:: DESCRIPTION OF THE TASK ::
Report, as a bare number, how many lines of the entries below contain "Some".

:: DATA EXTRACT ::
□ □ □

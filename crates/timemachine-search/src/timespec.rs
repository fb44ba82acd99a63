//! Timestamp literals used in queries.
//!
//! A literal denotes a span at its own precision, so `20120826` covers the
//! whole day and `2012` the whole year. All literals are UTC.
//!
//! Accepted forms:
//! - compact: `YYYY`, `YYYYMM`, `YYYYMMDD`, `YYYYMMDDHH`, `YYYYMMDDHHMM`,
//!   `YYYYMMDDHHMMSS`
//! - dashed: `YYYY-MM`, `YYYY-MM-DD`
//! - RFC 3339: `2012-08-26T14:30:00Z` (an exact instant)

use chrono::{DateTime, Datelike, Duration, NaiveDate, NaiveDateTime, TimeZone, Utc};

/// Inclusive time span
#[derive(Debug, Clone, Copy, PartialEq, Eq)]
pub struct TimeSpan {
    pub start: DateTime<Utc>,
    pub end: DateTime<Utc>,
}

impl TimeSpan {
    pub fn instant(at: DateTime<Utc>) -> Self {
        Self { start: at, end: at }
    }

    pub fn contains(&self, ts: DateTime<Utc>) -> bool {
        self.start <= ts && ts <= self.end
    }
}

#[derive(Debug, Clone, Copy, PartialEq, Eq)]
enum Precision {
    Year,
    Month,
    Day,
    Hour,
    Minute,
    Second,
}

/// Parse a timestamp literal into the span it denotes.
pub fn parse_time_literal(s: &str) -> Option<TimeSpan> {
    let s = s.trim();
    if s.is_empty() {
        return None;
    }

    if let Ok(dt) = DateTime::parse_from_rfc3339(s) {
        return Some(TimeSpan::instant(dt.with_timezone(&Utc)));
    }

    if s.bytes().all(|b| b.is_ascii_digit()) {
        return parse_compact(s);
    }

    parse_dashed(s)
}

fn parse_compact(s: &str) -> Option<TimeSpan> {
    let precision = match s.len() {
        4 => Precision::Year,
        6 => Precision::Month,
        8 => Precision::Day,
        10 => Precision::Hour,
        12 => Precision::Minute,
        14 => Precision::Second,
        _ => return None,
    };

    let num = |range: std::ops::Range<usize>| -> Option<u32> {
        s.get(range).and_then(|p| p.parse().ok())
    };
    let year = s.get(0..4)?.parse::<i32>().ok()?;
    let month = if s.len() >= 6 { num(4..6)? } else { 1 };
    let day = if s.len() >= 8 { num(6..8)? } else { 1 };
    let hour = if s.len() >= 10 { num(8..10)? } else { 0 };
    let minute = if s.len() >= 12 { num(10..12)? } else { 0 };
    let second = if s.len() >= 14 { num(12..14)? } else { 0 };

    let start = NaiveDate::from_ymd_opt(year, month, day)?.and_hms_opt(hour, minute, second)?;
    span_from(start, precision)
}

fn parse_dashed(s: &str) -> Option<TimeSpan> {
    let parts: Vec<&str> = s.split('-').collect();
    let precision = match parts.len() {
        2 => Precision::Month,
        3 => Precision::Day,
        _ => return None,
    };
    if parts[0].len() != 4 || parts[1..].iter().any(|p| p.len() != 2) {
        return None;
    }

    let year = parts[0].parse::<i32>().ok()?;
    let month = parts[1].parse::<u32>().ok()?;
    let day = match parts.get(2) {
        Some(d) => d.parse::<u32>().ok()?,
        None => 1,
    };

    let start = NaiveDate::from_ymd_opt(year, month, day)?.and_hms_opt(0, 0, 0)?;
    span_from(start, precision)
}

fn span_from(start: NaiveDateTime, precision: Precision) -> Option<TimeSpan> {
    let next = match precision {
        Precision::Year => NaiveDate::from_ymd_opt(start.year() + 1, 1, 1)?.and_hms_opt(0, 0, 0)?,
        Precision::Month => {
            let (y, m) = if start.month() == 12 {
                (start.year() + 1, 1)
            } else {
                (start.year(), start.month() + 1)
            };
            NaiveDate::from_ymd_opt(y, m, 1)?.and_hms_opt(0, 0, 0)?
        }
        Precision::Day => start + Duration::days(1),
        Precision::Hour => start + Duration::hours(1),
        Precision::Minute => start + Duration::minutes(1),
        Precision::Second => start + Duration::seconds(1),
    };

    Some(TimeSpan {
        start: Utc.from_utc_datetime(&start),
        end: Utc.from_utc_datetime(&next) - Duration::microseconds(1),
    })
}

#[cfg(test)]
mod tests {
    use super::*;

    fn utc(y: i32, mo: u32, d: u32, h: u32, mi: u32, s: u32) -> DateTime<Utc> {
        Utc.with_ymd_and_hms(y, mo, d, h, mi, s).unwrap()
    }

    #[test]
    fn test_day_literal() {
        let span = parse_time_literal("20120826").unwrap();
        assert_eq!(span.start, utc(2012, 8, 26, 0, 0, 0));
        assert_eq!(span.end, utc(2012, 8, 27, 0, 0, 0) - Duration::microseconds(1));
        assert_eq!(parse_time_literal("2012-08-26"), Some(span));
    }

    #[test]
    fn test_month_and_year_literals() {
        let dec = parse_time_literal("201212").unwrap();
        assert_eq!(dec.start, utc(2012, 12, 1, 0, 0, 0));
        assert_eq!(dec.end, utc(2013, 1, 1, 0, 0, 0) - Duration::microseconds(1));
        assert_eq!(parse_time_literal("2012-12"), Some(dec));

        let year = parse_time_literal("2012").unwrap();
        assert!(year.contains(utc(2012, 7, 4, 12, 0, 0)));
        assert!(!year.contains(utc(2013, 1, 1, 0, 0, 0)));
    }

    #[test]
    fn test_fine_grained_literals() {
        let minute = parse_time_literal("201208261430").unwrap();
        assert_eq!(minute.start, utc(2012, 8, 26, 14, 30, 0));
        assert!(minute.contains(utc(2012, 8, 26, 14, 30, 59)));
        assert!(!minute.contains(utc(2012, 8, 26, 14, 31, 0)));

        let second = parse_time_literal("20120826143005").unwrap();
        assert_eq!(second.start, utc(2012, 8, 26, 14, 30, 5));
    }

    #[test]
    fn test_rfc3339_is_instant() {
        let span = parse_time_literal("2012-08-26T14:30:00+02:00").unwrap();
        assert_eq!(span.start, utc(2012, 8, 26, 12, 30, 0));
        assert_eq!(span.start, span.end);
    }

    #[test]
    fn test_invalid_literals() {
        assert!(parse_time_literal("").is_none());
        assert!(parse_time_literal("hello").is_none());
        assert!(parse_time_literal("20121332").is_none());
        assert!(parse_time_literal("2012082").is_none());
        assert!(parse_time_literal("2012-8-26").is_none());
    }
}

□ □ □

:: WRITTEN ANSWER ::
5